It turned out that the companies failed to get their employees back to the offices as quickly as they thought. The same survey conducted by CBRE last year showed that companies were hoping for a full return to the offices in the second half of last year. However, due to the arrival of Omicron, they had to postpone plans.
However, this year's survey results show that they did not give up. As many as 68 percent of companies planned an active return of employees to offices in the first half of the year. It is also interesting to note that even though companies have set time schedules for the return of employees to offices, they still give them a choice. Only six percent of companies require employees to return to the office full time. Up to 70 percent, on the other hand, give them a choice and their return is voluntary, or they have the option of flexible work.
Only six percent of companies require a vaccination certificate
Although the timing of the return of employees to corporate offices varies, they agree that it should be carefully planned and coordinated. They are aware that due to their coronary crisis experience, their employees have begun to rethink their work priorities.
According to companies, the fundamental prerequisites for the successful implementation of new working principles in practice are just clear and consistent management of the company (63%), but also its clear communication and strategy (55%). The results also showed that companies are aware of the importance of technology in this case. A total of 48 percent said that effective harmonization and technical support of work from home and office is also essential (48%).
At the same time, only six percent of companies require their employees to prove their full vaccination before returning, while 43 percent do not address this aspect. One third of companies also offer on-site testing, and a quarter say their employees have the option of vaccinations on their premises.

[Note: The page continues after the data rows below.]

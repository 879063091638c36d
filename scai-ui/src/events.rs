//! Session update bus
//!
//! The controller owns the session; presentation code (the console, or any other
//! front end) subscribes here and renders from the updates it receives.

use crate::session::{ResultPanel, ViewMode};
use crate::stages::StageStatus;
use chrono::{DateTime, Utc};
use scai_common::StageName;
use serde::Serialize;
use tokio::sync::broadcast;

/// How a run ended
#[derive(Debug, Clone, PartialEq, Serialize)]
#[serde(tag = "kind", content = "reason", rename_all = "snake_case")]
pub enum RunOutcome {
    /// `complete` received and results materialized (possibly degraded)
    Completed,
    /// Backend reported a pipeline error
    Failed(String),
    /// Connection lost before a terminal event
    TransportLost(String),
}

/// Change notification emitted by the session controller
#[derive(Debug, Clone, PartialEq, Serialize)]
#[serde(tag = "type", rename_all = "snake_case")]
pub enum SessionUpdate {
    RunStarted {
        run_id: String,
        policy: String,
        timestamp: DateTime<Utc>,
    },
    StageChanged {
        stage: StageName,
        status: StageStatus,
        message: Option<String>,
    },
    ImpactScoresUpdated {
        metric_count: usize,
    },
    ModifiedLayerReady {
        feature_count: usize,
    },
    /// Non-fatal problem worth showing to the operator
    Diagnostic {
        message: String,
    },
    RunFinished {
        outcome: RunOutcome,
        timestamp: DateTime<Utc>,
    },
    ViewChanged {
        view_mode: ViewMode,
        result_panel: ResultPanel,
    },
}

impl SessionUpdate {
    pub fn update_type(&self) -> &'static str {
        match self {
            SessionUpdate::RunStarted { .. } => "run_started",
            SessionUpdate::StageChanged { .. } => "stage_changed",
            SessionUpdate::ImpactScoresUpdated { .. } => "impact_scores_updated",
            SessionUpdate::ModifiedLayerReady { .. } => "modified_layer_ready",
            SessionUpdate::Diagnostic { .. } => "diagnostic",
            SessionUpdate::RunFinished { .. } => "run_finished",
            SessionUpdate::ViewChanged { .. } => "view_changed",
        }
    }
}

/// Broadcast channel for [`SessionUpdate`]s
///
/// Slow subscribers lag rather than block the controller.
#[derive(Clone)]
pub struct SessionBus {
    tx: broadcast::Sender<SessionUpdate>,
}

impl SessionBus {
    pub fn new(capacity: usize) -> Self {
        let (tx, _) = broadcast::channel(capacity);
        Self { tx }
    }

    /// Receive all updates emitted after this call
    pub fn subscribe(&self) -> broadcast::Receiver<SessionUpdate> {
        self.tx.subscribe()
    }

    /// Emit an update, ignoring the no-subscriber case
    pub fn emit_lossy(&self, update: SessionUpdate) {
        let _ = self.tx.send(update);
    }
}

impl Default for SessionBus {
    fn default() -> Self {
        Self::new(256)
    }
}

#[cfg(test)]
mod tests {
    use super::*;

    #[tokio::test]
    async fn test_late_subscriber_misses_earlier_updates() {
        let bus = SessionBus::new(8);
        bus.emit_lossy(SessionUpdate::Diagnostic {
            message: "nobody home".into(),
        });

        let mut rx = bus.subscribe();
        bus.emit_lossy(SessionUpdate::ImpactScoresUpdated { metric_count: 1 });
        assert_eq!(rx.recv().await.unwrap().update_type(), "impact_scores_updated");
    }

    #[tokio::test]
    async fn test_subscriber_receives_in_order() {
        let bus = SessionBus::new(8);
        let mut rx = bus.subscribe();

        bus.emit_lossy(SessionUpdate::ModifiedLayerReady { feature_count: 3 });
        bus.emit_lossy(SessionUpdate::RunFinished {
            outcome: RunOutcome::Completed,
            timestamp: Utc::now(),
        });

        assert_eq!(rx.recv().await.unwrap().update_type(), "modified_layer_ready");
        assert_eq!(rx.recv().await.unwrap().update_type(), "run_finished");
    }

    #[test]
    fn test_update_serializes_with_type_tag() {
        let json = serde_json::to_value(SessionUpdate::StageChanged {
            stage: StageName::CitizenProxy,
            status: StageStatus::Running,
            message: None,
        })
        .unwrap();
        assert_eq!(json["type"], "stage_changed");
        assert_eq!(json["stage"], "citizen_proxy");
        assert_eq!(json["status"], "running");
    }

    #[test]
    fn test_outcome_serialization() {
        let json = serde_json::to_value(RunOutcome::Failed("agent crashed".into())).unwrap();
        assert_eq!(json["kind"], "failed");
        assert_eq!(json["reason"], "agent crashed");
    }
}
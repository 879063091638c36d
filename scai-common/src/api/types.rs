//! Shared API request/response types

use crate::impact::{CitizenProfile, ImpactScoreSet};
use serde::de::DeserializeOwned;
use serde::{Deserialize, Deserializer, Serialize};
use serde_json::{Map, Value};
use tracing::warn;

/// City the backend analyses unless told otherwise
pub const DEFAULT_CITY: &str = "Kochi, Kerala, India";

// ========================================
// Run lifecycle
// ========================================

/// Body of `POST /simulate`
#[derive(Debug, Clone, PartialEq, Serialize, Deserialize)]
pub struct StartRunRequest {
    /// Free-text policy description
    pub policy: String,
    pub city: String,
}

impl StartRunRequest {
    pub fn new(policy: impl Into<String>, city: impl Into<String>) -> Self {
        Self {
            policy: policy.into(),
            city: city.into(),
        }
    }
}

/// Response of `POST /simulate`
#[derive(Debug, Clone, PartialEq, Serialize, Deserialize)]
pub struct StartRunResponse {
    pub job_id: String,
    /// Usually "queued"
    #[serde(default)]
    pub status: String,
}

/// Response of `GET /simulate/{job_id}/result`
///
/// The backend echoes the whole job record; every field is optional so a partial
/// record still decodes.
#[derive(Debug, Clone, Default, PartialEq, Serialize, Deserialize)]
#[serde(default)]
pub struct RunResultResponse {
    pub id: Option<String>,
    pub policy: Option<String>,
    pub city: Option<String>,
    pub status: Option<String>,
    pub result: Option<RunResult>,
}

/// Accumulated pipeline output for a finished run
///
/// Each section decodes on its own: a section that fails to decode is logged and
/// left as `None`, so the others still apply.
#[derive(Debug, Clone, Default, PartialEq, Serialize)]
pub struct RunResult {
    pub impact_scores: Option<ImpactScoreSet>,
    pub recommendations: Option<String>,
    pub baseline_metrics: Option<BaselineMetrics>,
    pub citizen_profiles: Option<Vec<CitizenProfile>>,
}

impl<'de> Deserialize<'de> for RunResult {
    fn deserialize<D>(deserializer: D) -> Result<Self, D::Error>
    where
        D: Deserializer<'de>,
    {
        let mut sections = Map::<String, Value>::deserialize(deserializer)?;
        Ok(RunResult {
            impact_scores: take_section(&mut sections, "impact_scores"),
            recommendations: take_section(&mut sections, "recommendations"),
            baseline_metrics: take_section(&mut sections, "baseline_metrics"),
            citizen_profiles: take_section(&mut sections, "citizen_profiles"),
        })
    }
}

fn take_section<T: DeserializeOwned>(sections: &mut Map<String, Value>, key: &str) -> Option<T> {
    let value = sections.remove(key)?;
    match serde_json::from_value::<Option<T>>(value) {
        Ok(section) => section,
        Err(e) => {
            warn!(section = key, error = %e, "Skipping undecodable run result section");
            None
        }
    }
}

/// Error body produced by the backend framework (`{"detail": "..."}`)
#[derive(Debug, Clone, Default, PartialEq, Serialize, Deserialize)]
pub struct ApiErrorBody {
    #[serde(default)]
    pub detail: String,
}

// ========================================
// City data
// ========================================

/// City-wide traffic summary (`GET /city/kochi/metrics`, `baseline_metrics` data event)
#[derive(Debug, Clone, Default, PartialEq, Serialize, Deserialize)]
#[serde(default)]
pub struct BaselineMetrics {
    pub avg_congestion_ratio: f64,
    pub severe_congestion_pct: f64,
    pub avg_travel_time_min: f64,
    pub total_vehicle_flow: f64,
    pub daily_co2_kg: f64,
    pub economic_loss_inr_per_day: f64,
    pub total_edges: u64,
    pub total_nodes: u64,
}

/// Canned policy scenario (`GET /presets`)
#[derive(Debug, Clone, PartialEq, Serialize, Deserialize)]
pub struct PolicyPreset {
    pub id: String,
    pub title: String,
    /// Policy text submitted when the preset is chosen
    pub description: String,
    #[serde(default)]
    pub icon: String,
    #[serde(default)]
    pub category: String,
}
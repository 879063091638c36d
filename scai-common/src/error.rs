//! Common error types for SCAI

use thiserror::Error;

/// Common result type for SCAI operations
pub type Result<T> = std::result::Result<T, Error>;

/// Common error types shared by the SCAI crates
#[derive(Error, Debug)]
pub enum Error {
    /// I/O operation error (wraps std::io::Error)
    #[error("IO error: {0}")]
    Io(#[from] std::io::Error),

    /// JSON encode/decode error
    #[error("JSON error: {0}")]
    Json(#[from] serde_json::Error),

    /// TOML parse error
    #[error("TOML parse error: {0}")]
    Toml(#[from] toml::de::Error),

    /// Configuration loading or validation error
    #[error("Configuration error: {0}")]
    Config(String),

    /// Requested resource not found
    #[error("Not found: {0}")]
    NotFound(String),

    /// Invalid user input or request parameter
    #[error("Invalid input: {0}")]
    InvalidInput(String),
}
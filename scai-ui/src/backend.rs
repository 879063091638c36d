//! Simulation backend client
//!
//! The [`Backend`] trait is the seam between the session layer and the HTTP service.
//! [`HttpBackend`] talks to the real backend with reqwest; tests substitute an
//! in-memory implementation.

use crate::error::{UiError, UiResult};
use async_trait::async_trait;
use bytes::Bytes;
use futures::stream::BoxStream;
use futures::StreamExt;
use reqwest::StatusCode;
use scai_common::api::{
    ApiErrorBody, BaselineMetrics, PolicyPreset, RunResultResponse, StartRunRequest,
    StartRunResponse,
};
use scai_common::GeoFeatureCollection;
use serde::de::DeserializeOwned;
use std::fmt;
use std::time::Duration;

const USER_AGENT: &str = concat!("scai-ui/", env!("CARGO_PKG_VERSION"));
const CONNECT_TIMEOUT_SECS: u64 = 10;
/// Whole-request limit for JSON calls; the first city network fetch can be slow
const REQUEST_TIMEOUT_SECS: u64 = 300;

/// Raw event-stream body, chunked as the transport delivers it
pub type ByteStream = BoxStream<'static, UiResult<Bytes>>;

/// Backend-assigned run identifier (the backend calls it `job_id`)
#[derive(Debug, Clone, PartialEq, Eq, Hash)]
pub struct RunId(String);

impl RunId {
    pub fn new(id: impl Into<String>) -> Self {
        Self(id.into())
    }

    pub fn as_str(&self) -> &str {
        &self.0
    }
}

impl fmt::Display for RunId {
    fn fmt(&self, f: &mut fmt::Formatter<'_>) -> fmt::Result {
        f.write_str(&self.0)
    }
}

/// Operations the session layer needs from the simulation backend
#[async_trait]
pub trait Backend: Send + Sync {
    /// `POST /simulate`: request a new run id
    async fn start_run(&self, request: &StartRunRequest) -> UiResult<RunId>;

    /// `GET /simulate/{id}/stream`: open the push-event stream for a run
    async fn open_event_stream(&self, run_id: &RunId) -> UiResult<ByteStream>;

    /// `GET /simulate/{id}/result`: authoritative result of a finished run
    async fn fetch_run_result(&self, run_id: &RunId) -> UiResult<RunResultResponse>;

    /// `GET /city/kochi`: baseline road network
    async fn fetch_city_network(&self) -> UiResult<GeoFeatureCollection>;

    /// `GET /city/kochi/metrics`: baseline traffic summary
    async fn fetch_baseline_metrics(&self) -> UiResult<BaselineMetrics>;

    /// `GET /presets`: canned policy scenarios
    async fn fetch_presets(&self) -> UiResult<Vec<PolicyPreset>>;
}

/// reqwest-based backend client
pub struct HttpBackend {
    http_client: reqwest::Client,
    base_url: String,
}

impl HttpBackend {
    /// Create a client for `base_url` (e.g. `http://127.0.0.1:8000/api`)
    ///
    /// Only a connect timeout is set on the client; JSON requests add their own
    /// whole-request timeout, the event stream has none.
    pub fn new(base_url: impl Into<String>) -> UiResult<Self> {
        let http_client = reqwest::Client::builder()
            .user_agent(USER_AGENT)
            .connect_timeout(Duration::from_secs(CONNECT_TIMEOUT_SECS))
            .build()
            .map_err(|e| UiError::Network(e.to_string()))?;

        Ok(Self {
            http_client,
            base_url: base_url.into().trim_end_matches('/').to_string(),
        })
    }

    pub fn base_url(&self) -> &str {
        &self.base_url
    }

    fn url(&self, path: &str) -> String {
        format!("{}{}", self.base_url, path)
    }

    async fn get_json<T: DeserializeOwned>(&self, path: &str) -> UiResult<T> {
        let url = self.url(path);
        tracing::debug!(url = %url, "GET");

        let response = self
            .http_client
            .get(&url)
            .timeout(Duration::from_secs(REQUEST_TIMEOUT_SECS))
            .send()
            .await
            .map_err(|e| UiError::Network(e.to_string()))?;

        let response = check_status(response).await?;
        response
            .json::<T>()
            .await
            .map_err(|e| UiError::Parse(format!("{}: {}", path, e)))
    }
}

/// Map non-success responses to [`UiError::Api`]
///
/// 202 Accepted is how the backend says "still running"; callers never get a body
/// for it, so it is reported as an API error too.
async fn check_status(response: reqwest::Response) -> UiResult<reqwest::Response> {
    let status = response.status();
    if status.is_success() && status != StatusCode::ACCEPTED {
        return Ok(response);
    }

    let error_text = response.text().await.unwrap_or_default();
    let detail = serde_json::from_str::<ApiErrorBody>(&error_text)
        .map(|body| body.detail)
        .ok()
        .filter(|detail| !detail.is_empty())
        .unwrap_or(error_text);

    Err(UiError::Api(status.as_u16(), detail))
}

#[async_trait]
impl Backend for HttpBackend {
    async fn start_run(&self, request: &StartRunRequest) -> UiResult<RunId> {
        let url = self.url("/simulate");
        tracing::debug!(url = %url, city = %request.city, "Starting simulation run");

        let response = self
            .http_client
            .post(&url)
            .timeout(Duration::from_secs(REQUEST_TIMEOUT_SECS))
            .json(request)
            .send()
            .await
            .map_err(|e| UiError::Network(e.to_string()))?;

        let response = check_status(response).await?;
        let body: StartRunResponse = response
            .json()
            .await
            .map_err(|e| UiError::Parse(format!("start run response: {}", e)))?;

        if body.job_id.trim().is_empty() {
            return Err(UiError::Parse("start run response has an empty job_id".to_string()));
        }

        tracing::info!(run_id = %body.job_id, status = %body.status, "Run accepted by backend");
        Ok(RunId::new(body.job_id))
    }

    async fn open_event_stream(&self, run_id: &RunId) -> UiResult<ByteStream> {
        let url = self.url(&format!("/simulate/{}/stream", run_id));
        tracing::debug!(url = %url, "Opening event stream");

        let response = self
            .http_client
            .get(&url)
            .header(reqwest::header::ACCEPT, "text/event-stream")
            .send()
            .await
            .map_err(|e| UiError::Network(e.to_string()))?;

        let response = check_status(response).await?;
        let stream = response
            .bytes_stream()
            .map(|chunk| chunk.map_err(|e| UiError::Stream(e.to_string())))
            .boxed();
        Ok(stream)
    }

    async fn fetch_run_result(&self, run_id: &RunId) -> UiResult<RunResultResponse> {
        self.get_json(&format!("/simulate/{}/result", run_id)).await
    }

    async fn fetch_city_network(&self) -> UiResult<GeoFeatureCollection> {
        self.get_json("/city/kochi").await
    }

    async fn fetch_baseline_metrics(&self) -> UiResult<BaselineMetrics> {
        self.get_json("/city/kochi/metrics").await
    }

    async fn fetch_presets(&self) -> UiResult<Vec<PolicyPreset>> {
        self.get_json("/presets").await
    }
}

As many as 92 percent of companies plan changes in attendance
Due to the onset of the coronary crisis, companies had to change their strategies in many ways. However, according to CBRE, the pandemic also brought positives. "As many as 92 percent of companies have confirmed that they are planning changes in their" workplace "strategies. At the same time, 63 percent also stressed that they will increasingly accept flexible work in the future. The forced change that we coped with during the pandemic has thus become a new and positive trend, "says Tomáš Pecek, Director of the Architecture and Project Management Department, CBRE Slovakia.
Other findings are directly related to this. A total of 45 percent of companies said they would place more emphasis on strategy in the workplace, and 41 percent said they would pay more attention to the health and well-being of employees. The same percentage also state that they plan to renovate offices and 26 percent no longer want to be bound by long-term leases. "In other words, agility and the possibility of rapid changes in the work environment are becoming an increasingly valuable aspect for companies," adds T. Pecek.
The CBRE survey also looked at the priorities of companies in their next strategic decisions. According to the results, they will appeal mainly to preventive and expansion plans. Almost half will take a closer look at their rents, redundant business premises or short-term renovation costs. At the same time, 27 percent of companies said they were considering moving to locations in other cities, or to offices at lower costs.
The number of companies with flexible offices is visibly rising. According to CBRE, these changes are based on several motives, such as the possibility of entering new markets, uncertain demand or reduced spending. These aspects, including the benefits of agility, are being met by flexible offices.
Hybrid work is not a short-term affair
The results speak for themselves. As many as 72 percent of companies plan to switch to the hybrid workplace model (55% considered it last year). At the same time, 64 percent confirm that hybrid work has gained momentum during the pandemic. The question remains whether companies are addressing this trend formally as well. It turned out that 56 percent of companies have already prepared or are already working on formal rules.
The remaining 44 percent rely on employee decisions or manager communication. Either way, the largest percentage of companies (43%) prefer a journey in which employees will be required to come to the office at a specific number of days a week.
But how to strike a balance between company rules and employees' personal preferences? The answer is not yet entirely clear, as the effective setup of hybrid work is still in its infancy and in the testing phase in many companies. It seems that most companies will try to set the optimal mix of work from home vs. from the office.
"These findings suggest that companies will use their offices less intensively in the future. However, it is clearly confirmed that offices will continue to play a very important role and the rule may not be that they will only shrink, "explains T. Pecek.
It turns out that companies are aware of the importance of the need for changes in their "workplace" strategies. In the survey, CBRE asked them what are the most important elements of their current strategy. Among the most common are aspects such as enlarging or improving spaces for collaboration, but also changing the design. There has also been an increase in areas such as improving office equipment or changing the layout of the workplace to offer more open space.
Of course, there are also changes in the distribution or form of jobs for employees. According to CBRE, greater diversity or choice of location will be the mainstay. Most companies in the survey agreed that they plan to provide their employees with more opportunities and space. In addition, nearly 80 percent of companies said they would reduce staffing.